Rennie Nolan arrived during the Plimsols’ segment, in leather jacket and jeans instead of formal wear, looking, frankly, stoned. But he’d remembered to bring his guitar, so during the three-minute commercial break, his makeup was blotted, his hair gelled, and his butt placed on a stool in front of the band just in time for Des to welcome him to the show. Our host then disappeared into darkness as Nolan began singing a cut from his new album.

Though the performance went reasonably well, all things considered, the singer’s sit-down with Des was deadly. It began with Nolan dreamily announcing that he had recently become the spokesperson for FEC, the Fight to Eradicate Chlamydia. He then began to expound on “the pain and serious consequences of the disease” to our hypochondriac host, who began sliding back away from him until he was almost out of the frame.

“Ya know, ma fren’, it is th’ mos’ common STD bacteria in the USA today,” Nolan said, leaning forward into Des’s personal space. “It’s so damn destructive. And folks don’ know they got it. Kinda gets up in there and plays hell with all the lady parts. And with men, hell, arthritis and—”
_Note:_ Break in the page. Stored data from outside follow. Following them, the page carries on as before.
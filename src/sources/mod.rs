//! Stream resolution: turning a user-supplied URL into something playable.

pub mod ytdlp;

use async_trait::async_trait;

use crate::error::MusicError;

pub use ytdlp::YtDlpResolver;

/// A stream ready to be handed to the voice backend, with its display title.
#[derive(Debug)]
pub struct ResolvedStream<S> {
    pub title: String,
    pub stream: S,
}

/// Trait común para los proveedores de streams
#[cfg_attr(test, mockall::automock(type Stream = String;))]
#[async_trait]
pub trait StreamResolver: Send + Sync + 'static {
    type Stream: Send + 'static;

    /// Resuelve una URL a un stream reproducible y su título
    async fn resolve(&self, url: &str) -> Result<ResolvedStream<Self::Stream>, MusicError>;
}
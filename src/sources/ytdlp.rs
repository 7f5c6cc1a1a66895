use async_process::{Command, Stdio};
use async_trait::async_trait;
use reqwest::header::{HeaderMap, HeaderName, HeaderValue};
use serde::Deserialize;
use songbird::input::{HttpRequest, Input};
use std::collections::HashMap;
use std::time::Duration;
use tokio::sync::Semaphore;
use tracing::{debug, info, warn};
use url::Url;

use super::{ResolvedStream, StreamResolver};
use crate::error::MusicError;

/// Procesos de yt-dlp simultáneos como máximo
const MAX_CONCURRENT_EXTRACTIONS: usize = 4;

/// Resolves page URLs to direct audio streams with the `yt-dlp` binary.
pub struct YtDlpResolver {
    http: reqwest::Client,
    binary: String,
    rate_limiter: Semaphore,
}

/// The subset of `--dump-single-json` output we use.
#[derive(Debug, Deserialize)]
struct YtDlpInfo {
    title: Option<String>,
    url: Option<String>,
    #[serde(default)]
    http_headers: HashMap<String, String>,
    #[serde(default)]
    entries: Option<Vec<YtDlpInfo>>,
}

/// Direct media location picked from the extractor output.
#[derive(Debug, PartialEq)]
struct MediaSource {
    title: String,
    url: String,
    headers: HashMap<String, String>,
}

impl YtDlpResolver {
    pub fn new(binary: impl Into<String>) -> Result<Self, MusicError> {
        let http = reqwest::Client::builder()
            .connect_timeout(Duration::from_secs(10))
            .build()
            .map_err(|e| MusicError::Resolution(format!("HTTP client unavailable: {}", e)))?;

        Ok(Self {
            http,
            binary: binary.into(),
            rate_limiter: Semaphore::new(MAX_CONCURRENT_EXTRACTIONS),
        })
    }

    async fn extract(&self, url: &str) -> Result<YtDlpInfo, MusicError> {
        let _permit = self
            .rate_limiter
            .acquire()
            .await
            .map_err(|_| MusicError::Resolution("extractor shut down".to_string()))?;

        debug!("🔧 Ejecutando {} para {}", self.binary, url);
        let output = Command::new(&self.binary)
            .args([
                "--dump-single-json",
                "--no-playlist",
                "--playlist-items",
                "1",
                "-f",
                "bestaudio",
                "--source-address",
                "0.0.0.0",
                "--no-warnings",
                "--quiet",
            ])
            .arg(url)
            .stdin(Stdio::null())
            .kill_on_drop(true)
            .output()
            .await
            .map_err(|e| MusicError::Resolution(format!("could not run {}: {}", self.binary, e)))?;

        if !output.status.success() {
            let stderr = String::from_utf8_lossy(&output.stderr);
            warn!("yt-dlp falló para {}: {}", url, stderr.trim());
            return Err(MusicError::Resolution(extractor_message(&stderr)));
        }

        serde_json::from_slice(&output.stdout)
            .map_err(|e| MusicError::Resolution(format!("unreadable extractor output: {}", e)))
    }
}

#[async_trait]
impl StreamResolver for YtDlpResolver {
    type Stream = Input;

    async fn resolve(&self, url: &str) -> Result<ResolvedStream<Input>, MusicError> {
        validate_url(url)?;

        let info = self.extract(url).await?;
        let source = select_entry(info, url)?;
        info!("✅ Stream obtenido: {}", source.title);

        let request = HttpRequest::new_with_headers(
            self.http.clone(),
            source.url,
            header_map(&source.headers),
        );

        Ok(ResolvedStream {
            title: source.title,
            stream: Input::from(request),
        })
    }
}

/// Solo se aceptan URLs http(s)
fn validate_url(url: &str) -> Result<Url, MusicError> {
    let invalid = || MusicError::Resolution("not a valid URL".to_string());
    let parsed = Url::parse(url.trim()).map_err(|_| invalid())?;

    match parsed.scheme() {
        "http" | "https" if parsed.host_str().is_some() => Ok(parsed),
        _ => Err(invalid()),
    }
}

/// Takes the first entry of a playlist-shaped result, or the result itself.
fn select_entry(info: YtDlpInfo, requested: &str) -> Result<MediaSource, MusicError> {
    let info = match info.entries {
        Some(entries) => entries
            .into_iter()
            .next()
            .ok_or_else(|| MusicError::Resolution("no playable entries".to_string()))?,
        None => info,
    };

    let url = info
        .url
        .ok_or_else(|| MusicError::Resolution("no audio stream found".to_string()))?;

    Ok(MediaSource {
        title: info
            .title
            .filter(|title| !title.trim().is_empty())
            .unwrap_or_else(|| requested.to_string()),
        url,
        headers: info.http_headers,
    })
}

fn header_map(headers: &HashMap<String, String>) -> HeaderMap {
    headers
        .iter()
        .filter_map(|(name, value)| {
            let name = HeaderName::from_bytes(name.as_bytes()).ok()?;
            let value = HeaderValue::from_str(value).ok()?;
            Some((name, value))
        })
        .collect()
}

/// Last `ERROR:` line from yt-dlp's stderr, which is what users should see.
fn extractor_message(stderr: &str) -> String {
    stderr
        .lines()
        .rev()
        .find_map(|line| line.trim().strip_prefix("ERROR:"))
        .map(|message| message.trim().to_string())
        .unwrap_or_else(|| "yt-dlp could not extract the stream".to_string())
}

#[cfg(test)]
mod tests {
    use super::*;
    use pretty_assertions::assert_eq;

    fn parse(json: &str) -> YtDlpInfo {
        serde_json::from_str(json).unwrap()
    }

    #[test]
    fn test_single_video() {
        let info = parse(
            r#"{
                "title": "Song",
                "url": "https://media.example/audio.webm",
                "http_headers": {"User-Agent": "Mozilla/5.0"},
                "duration": 215
            }"#,
        );

        let source = select_entry(info, "https://example.com/watch").unwrap();
        assert_eq!(source.title, "Song");
        assert_eq!(source.url, "https://media.example/audio.webm");
        assert_eq!(source.headers.get("User-Agent").map(String::as_str), Some("Mozilla/5.0"));
    }

    #[test]
    fn test_playlist_uses_first_entry() {
        let info = parse(
            r#"{
                "title": "Mix",
                "entries": [
                    {"title": "First", "url": "https://media.example/1"},
                    {"title": "Second", "url": "https://media.example/2"}
                ]
            }"#,
        );

        let source = select_entry(info, "https://example.com/list").unwrap();
        assert_eq!(source.title, "First");
        assert_eq!(source.url, "https://media.example/1");
    }

    #[test]
    fn test_empty_playlist_fails() {
        let info = parse(r#"{"title": "Mix", "entries": []}"#);
        assert_eq!(
            select_entry(info, "https://example.com/list"),
            Err(MusicError::Resolution("no playable entries".to_string()))
        );
    }

    #[test]
    fn test_missing_stream_url_fails() {
        let info = parse(r#"{"title": "Song"}"#);
        assert_eq!(
            select_entry(info, "https://example.com/watch"),
            Err(MusicError::Resolution("no audio stream found".to_string()))
        );
    }

    #[test]
    fn test_title_falls_back_to_request_url() {
        let info = parse(r#"{"url": "https://media.example/a", "title": " "}"#);
        let source = select_entry(info, "https://example.com/watch?v=1").unwrap();
        assert_eq!(source.title, "https://example.com/watch?v=1");
    }

    #[test]
    fn test_rejects_non_http_urls() {
        for url in ["not a url", "ftp://example.com/a.mp3", "file:///etc/passwd", ""] {
            assert_eq!(
                validate_url(url).unwrap_err(),
                MusicError::Resolution("not a valid URL".to_string()),
                "{}",
                url
            );
        }
        assert!(validate_url("https://www.youtube.com/watch?v=dQw4w9WgXcQ").is_ok());
    }

    #[test]
    fn test_invalid_headers_are_skipped() {
        let headers = HashMap::from([
            ("Accept".to_string(), "*/*".to_string()),
            ("Bad Header".to_string(), "x".to_string()),
        ]);

        let map = header_map(&headers);
        assert_eq!(map.len(), 1);
        assert_eq!(map.get("accept").and_then(|v| v.to_str().ok()), Some("*/*"));
    }

    #[test]
    fn test_extractor_message_picks_last_error() {
        let stderr = "WARNING: something\nERROR: first\nERROR: [youtube] abc: Video unavailable\n";
        assert_eq!(extractor_message(stderr), "[youtube] abc: Video unavailable");
        assert_eq!(extractor_message(""), "yt-dlp could not extract the stream");
    }

    #[tokio::test]
    async fn test_resolve_rejects_invalid_url_without_spawning() {
        let resolver = YtDlpResolver::new("/nonexistent/yt-dlp").unwrap();
        let result = resolver.resolve("nope").await;
        assert_eq!(
            result.map(|resolved| resolved.title).unwrap_err(),
            MusicError::Resolution("not a valid URL".to_string())
        );
    }

    #[tokio::test]
    async fn test_missing_binary_is_a_resolution_error() {
        let resolver = YtDlpResolver::new("/nonexistent/yt-dlp").unwrap();
        let result = resolver.resolve("https://example.com/watch").await;
        assert!(matches!(result, Err(MusicError::Resolution(msg)) if msg.starts_with("could not run")));
    }
}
“Sorry to interrupt you, Rennie,” Des said when he could stand no more. “You’re doin’ great work, bud, but we’ve got to sell a few things.” He faced the camera and added, “Stick with us for more fun with the luscious and loquacious star of
Flaunt It!
, Ms. Emmalou Adams.”

During the commercials, it took three ninja minions to “escort” a now rubber-legged Rennie from view, and a fourth to get Des an industrial-size bottle of antibacterial sanitizer.

Emmalou Adams had been watching the segment from the wings. After her introduction, which was delivered by our host with all the lecherous innuendo of a man who’d been playing Vegas for the past seven years, she walked onstage and allowed Des to do a paw-and-pet number a little to the left of even Gerald Butler. Taking her hand, he kissed each of its fingers and then led her by that hand to the couch, all the while seemingly transfixed by the dramatically low neckline of her tight blue silk blouse.
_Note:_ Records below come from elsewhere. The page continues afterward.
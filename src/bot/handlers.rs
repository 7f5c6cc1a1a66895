use anyhow::Result;
use serenity::{
    builder::{
        CreateInteractionResponse, CreateInteractionResponseFollowup,
        CreateInteractionResponseMessage, EditInteractionResponse,
    },
    gateway::ActivityData,
    model::{
        application::CommandInteraction,
        id::{ChannelId, GuildId, UserId},
    },
    prelude::Context,
};
use thiserror::Error;
use tracing::{info, warn};

use crate::{
    audio::{ActionLogger, PlayOutcome, PlaybackState, PlayerSnapshot, RequestContext, TrackRequest},
    bot::{action_logger, registry},
    error::MusicError,
};

const HELP_TEXT: &str =
    "Available commands: /join, /play, /skip, /leave, /queue, /activity, /help";

/// Maneja comandos slash
pub async fn handle_command(ctx: &Context, command: CommandInteraction) -> Result<()> {
    let guild_id = command
        .guild_id
        .ok_or_else(|| anyhow::anyhow!("Comando usado fuera de un servidor"))?;

    info!(
        "📝 Comando /{} usado por {} en guild {}",
        command.data.name, command.user.name, guild_id
    );

    let request = RequestContext {
        guild_id,
        text_channel: command.channel_id,
        user_id: command.user.id,
        user_name: command.user.name.clone(),
    };

    match command.data.name.as_str() {
        "join" => handle_join(ctx, &command, request).await?,
        "play" => handle_play(ctx, &command, request).await?,
        "skip" => handle_skip(ctx, &command, request).await?,
        "leave" => handle_leave(ctx, &command, request).await?,
        "queue" => handle_queue(ctx, &command, request).await?,
        "help" => handle_help(ctx, &command, request).await?,
        "activity" => handle_activity(ctx, &command, request).await?,
        _ => reply(ctx, &command, "❌ Comando no reconocido", true).await?,
    }

    Ok(())
}

// Handlers específicos para cada comando

async fn handle_join(ctx: &Context, command: &CommandInteraction, request: RequestContext) -> Result<()> {
    let channel = user_voice_channel(ctx, request.guild_id, request.user_id);
    let player = registry(ctx).await?.player(request.guild_id);

    match player.join(channel, request).await {
        Ok(_) => reply(ctx, command, "Joined the voice channel!", false).await,
        Err(e) => reply_error(ctx, command, e).await,
    }
}

async fn handle_play(ctx: &Context, command: &CommandInteraction, request: RequestContext) -> Result<()> {
    let url = string_option(command, "url")
        .ok_or_else(|| anyhow::anyhow!("URL no proporcionada"))?
        .trim()
        .to_string();

    // Defer la respuesta ya que puede tomar tiempo
    command
        .create_response(
            &ctx.http,
            CreateInteractionResponse::Defer(CreateInteractionResponseMessage::new()),
        )
        .await?;

    let channel = user_voice_channel(ctx, request.guild_id, request.user_id);
    let player = registry(ctx).await?.player(request.guild_id);

    match player.play(TrackRequest::new(url.clone(), request), channel).await {
        Ok(outcome) => {
            command
                .edit_response(&ctx.http, EditInteractionResponse::new().content(play_reply(&url, &outcome)))
                .await?;
        }
        Err(e) => {
            if !e.is_user_facing() {
                warn!("No se pudo encolar {}: {}", url, e);
            }
            // La respuesta diferida es pública; el error va en un followup efímero
            command.delete_response(&ctx.http).await?;
            command
                .create_followup(
                    &ctx.http,
                    CreateInteractionResponseFollowup::new()
                        .content(e.to_string())
                        .ephemeral(true),
                )
                .await?;
        }
    }

    Ok(())
}

async fn handle_skip(ctx: &Context, command: &CommandInteraction, request: RequestContext) -> Result<()> {
    let player = registry(ctx).await?.player(request.guild_id);

    match player.skip(request).await {
        Ok(_) => reply(ctx, command, "Skipped the current song.", false).await,
        Err(e) => reply_error(ctx, command, e).await,
    }
}

async fn handle_leave(ctx: &Context, command: &CommandInteraction, request: RequestContext) -> Result<()> {
    let player = registry(ctx).await?.player(request.guild_id);

    match player.leave(request).await {
        Ok(discarded) => reply(ctx, command, leave_reply(discarded), false).await,
        Err(e) => reply_error(ctx, command, e).await,
    }
}

async fn handle_queue(ctx: &Context, command: &CommandInteraction, request: RequestContext) -> Result<()> {
    let player = registry(ctx).await?.player(request.guild_id);

    match player.snapshot().await {
        Ok(snapshot) => reply(ctx, command, format_queue(&snapshot), false).await,
        Err(e) => reply_error(ctx, command, e).await,
    }
}

async fn handle_help(ctx: &Context, command: &CommandInteraction, request: RequestContext) -> Result<()> {
    reply(ctx, command, HELP_TEXT, false).await?;

    action_logger(ctx).await?.log_action(
        format!("{} accessed the help menu.", request.user_name),
        request.guild_id,
        request.text_channel,
    );
    Ok(())
}

async fn handle_activity(ctx: &Context, command: &CommandInteraction, request: RequestContext) -> Result<()> {
    let kind = string_option(command, "activity_type").unwrap_or_default();
    let name = string_option(command, "activity_name").unwrap_or_default();
    let stream_url = string_option(command, "stream_url");

    let activity = match parse_activity(kind, name, stream_url) {
        Ok(activity) => activity,
        Err(e) => return reply(ctx, command, e.to_string(), true).await,
    };

    ctx.set_activity(Some(activity));
    info!("🎭 Actividad cambiada a {} {}", kind, name);
    reply(ctx, command, format!("Bot activity changed to {} {}!", kind, name), true).await?;

    action_logger(ctx).await?.log_action(
        format!("{} changed the bot's activity to {} {}.", request.user_name, kind, name),
        request.guild_id,
        request.text_channel,
    );
    Ok(())
}

// Utilidades

#[derive(Debug, Error, PartialEq)]
pub enum ActivityError {
    #[error("Invalid activity type! Use 'playing', 'listening', 'watching', or 'streaming'.")]
    InvalidType,

    #[error("You must provide a streaming URL for the 'streaming' activity type.")]
    MissingStreamUrl,

    #[error("The streaming URL is not valid.")]
    InvalidStreamUrl,
}

pub fn parse_activity(kind: &str, name: &str, stream_url: Option<&str>) -> Result<ActivityData, ActivityError> {
    match kind.to_lowercase().as_str() {
        "playing" => Ok(ActivityData::playing(name)),
        "listening" => Ok(ActivityData::listening(name)),
        "watching" => Ok(ActivityData::watching(name)),
        "streaming" => {
            let url = stream_url
                .filter(|url| !url.trim().is_empty())
                .ok_or(ActivityError::MissingStreamUrl)?;
            ActivityData::streaming(name, url).map_err(|_| ActivityError::InvalidStreamUrl)
        }
        _ => Err(ActivityError::InvalidType),
    }
}

fn play_reply(url: &str, outcome: &PlayOutcome) -> String {
    match outcome {
        PlayOutcome::Started => format!("Fetching: {}", url),
        PlayOutcome::Queued { position } => format!("Added to queue: {} (position {})", url, position),
    }
}

fn leave_reply(discarded: usize) -> String {
    match discarded {
        0 => "Disconnected from the voice channel.".to_string(),
        n => format!(
            "Disconnected from the voice channel. {} queued song(s) were discarded.",
            n
        ),
    }
}

fn format_queue(snapshot: &PlayerSnapshot) -> String {
    let mut lines = Vec::new();

    match (&snapshot.now_playing, &snapshot.resolving, snapshot.state) {
        (Some(title), _, _) => lines.push(format!("Now playing: {}", title)),
        (None, Some(url), _) => lines.push(format!("Loading: {}", url)),
        (None, None, PlaybackState::Stopping) => lines.push("Moving to the next song...".to_string()),
        _ => lines.push("Nothing is playing.".to_string()),
    }

    if snapshot.queued.is_empty() {
        lines.push("Queue is empty.".to_string());
    } else {
        lines.push(format!("Up next ({}):", snapshot.queued.len()));
        lines.extend(
            snapshot
                .queued
                .iter()
                .enumerate()
                .map(|(i, url)| format!("{}. {}", i + 1, url)),
        );
    }

    lines.join("\n")
}

fn string_option<'a>(command: &'a CommandInteraction, name: &str) -> Option<&'a str> {
    command
        .data
        .options
        .iter()
        .find(|opt| opt.name == name)
        .and_then(|opt| opt.value.as_str())
}

/// Canal de voz actual del usuario según la caché
fn user_voice_channel(ctx: &Context, guild_id: GuildId, user_id: UserId) -> Option<ChannelId> {
    let guild = guild_id.to_guild_cached(&ctx.cache)?;
    guild
        .voice_states
        .get(&user_id)
        .and_then(|voice_state| voice_state.channel_id)
}

async fn reply(
    ctx: &Context,
    command: &CommandInteraction,
    content: impl Into<String>,
    ephemeral: bool,
) -> Result<()> {
    command
        .create_response(
            &ctx.http,
            CreateInteractionResponse::Message(
                CreateInteractionResponseMessage::new()
                    .content(content)
                    .ephemeral(ephemeral),
            ),
        )
        .await?;
    Ok(())
}

async fn reply_error(ctx: &Context, command: &CommandInteraction, e: MusicError) -> Result<()> {
    if !e.is_user_facing() {
        warn!("⚠️ /{} falló: {}", command.data.name, e);
    }
    reply(ctx, command, e.to_string(), true).await
}

#[cfg(test)]
mod tests {
    use super::*;
    use pretty_assertions::assert_eq;
    use serenity::model::gateway::ActivityType;

    #[test]
    fn test_parse_activity_types() {
        assert_eq!(parse_activity("playing", "Music", None).unwrap().kind, ActivityType::Playing);
        assert_eq!(parse_activity("Listening", "lofi", None).unwrap().kind, ActivityType::Listening);
        assert_eq!(parse_activity("WATCHING", "you", None).unwrap().kind, ActivityType::Watching);

        let streaming = parse_activity("streaming", "live", Some("https://twitch.tv/someone")).unwrap();
        assert_eq!(streaming.kind, ActivityType::Streaming);
        assert_eq!(streaming.name, "live");
        assert!(streaming.url.is_some());
    }

    #[test]
    fn test_parse_activity_rejections() {
        assert_eq!(parse_activity("dancing", "x", None).unwrap_err(), ActivityError::InvalidType);
        assert_eq!(
            parse_activity("streaming", "live", None).unwrap_err(),
            ActivityError::MissingStreamUrl
        );
        assert_eq!(
            parse_activity("streaming", "live", Some(" ")).unwrap_err(),
            ActivityError::MissingStreamUrl
        );
        assert_eq!(
            parse_activity("streaming", "live", Some("not a url")).unwrap_err(),
            ActivityError::InvalidStreamUrl
        );
    }

    #[test]
    fn test_queue_listing() {
        let snapshot = PlayerSnapshot {
            state: PlaybackState::Playing,
            voice_channel: Some(ChannelId::new(8)),
            now_playing: Some("Song A".to_string()),
            resolving: None,
            queued: vec!["https://a.example/1".to_string(), "https://a.example/2".to_string()],
        };

        assert_eq!(
            format_queue(&snapshot),
            "Now playing: Song A\nUp next (2):\n1. https://a.example/1\n2. https://a.example/2"
        );
    }

    #[test]
    fn test_empty_queue_listing() {
        let snapshot = PlayerSnapshot {
            state: PlaybackState::Idle,
            voice_channel: None,
            now_playing: None,
            resolving: None,
            queued: Vec::new(),
        };

        assert_eq!(format_queue(&snapshot), "Nothing is playing.\nQueue is empty.");
    }

    #[test]
    fn test_replies() {
        assert_eq!(play_reply("u", &PlayOutcome::Started), "Fetching: u");
        assert_eq!(
            play_reply("u", &PlayOutcome::Queued { position: 3 }),
            "Added to queue: u (position 3)"
        );
        assert_eq!(leave_reply(0), "Disconnected from the voice channel.");
        assert_eq!(
            leave_reply(2),
            "Disconnected from the voice channel. 2 queued song(s) were discarded."
        );
    }
}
She sat down on the couch and, with no small malevolence, said, “You know, Des, considering your reputation as a player, you really should pay attention to all those scary things Rennie was saying about chlamydia.”

It was the first time that night that I felt like laughing.

Des made quick, nonflirtatious work of the rest of their interview, dismissing her just before the commercial break with an obviously insincere, “Emmalou, I wish we had more time. Promise me you’ll come back …”

As she rushed offstage, she mumbled, “Asshole,” loud enough to be heard not only by me but by Mayor Lucille Marquez, who was standing beside me in the wings. The prim-looking politician’s face broke into a grin. “I’m guessing that word will be getting quite a workout on this show,” she said, watching Des strut around the stage.

After the break, I escorted her out to meet him.

She welcomed Des to Los Angeles and presented him with a key to the city and a scroll indicating that he was now an official Los Angeleno.

There was brief badinage about life in L.A. with, as planned, the mayor getting the last word. Suddenly frowning, she took the scroll back from Des, glanced at it, and relaxed. “Thank goodness,” she said. “I was afraid I’d given you the one we forgot to present to Conan O’Brien.”

Smiling to the audience, she departed to much applause. That left Des and me alone onstage to bring the whole thing to a close.

“I want to thank you, Billy, for makin’ this special night even more so,” he said. Then, following the direction of Lolita’s pointing finger to camera two, he thanked the viewers for tuning in and invited them back to “our little after-hours club of fun and frolic every weeknight, same time, same WBC station.

“What a great and wonderful country America is,” he continued, his pliable face registering humility, “where a hooligan from Dungannon can tell a few jokes and sing a few songs and wind up”—his face underwent the best effects-free transformation into evil lechery since Spencer Tracy segued from Dr. Jekyll to Mr. Hyde in a single take—“with as many birds as Mr. George Clooney and almost as much nicker as Mr. Bill Gates.”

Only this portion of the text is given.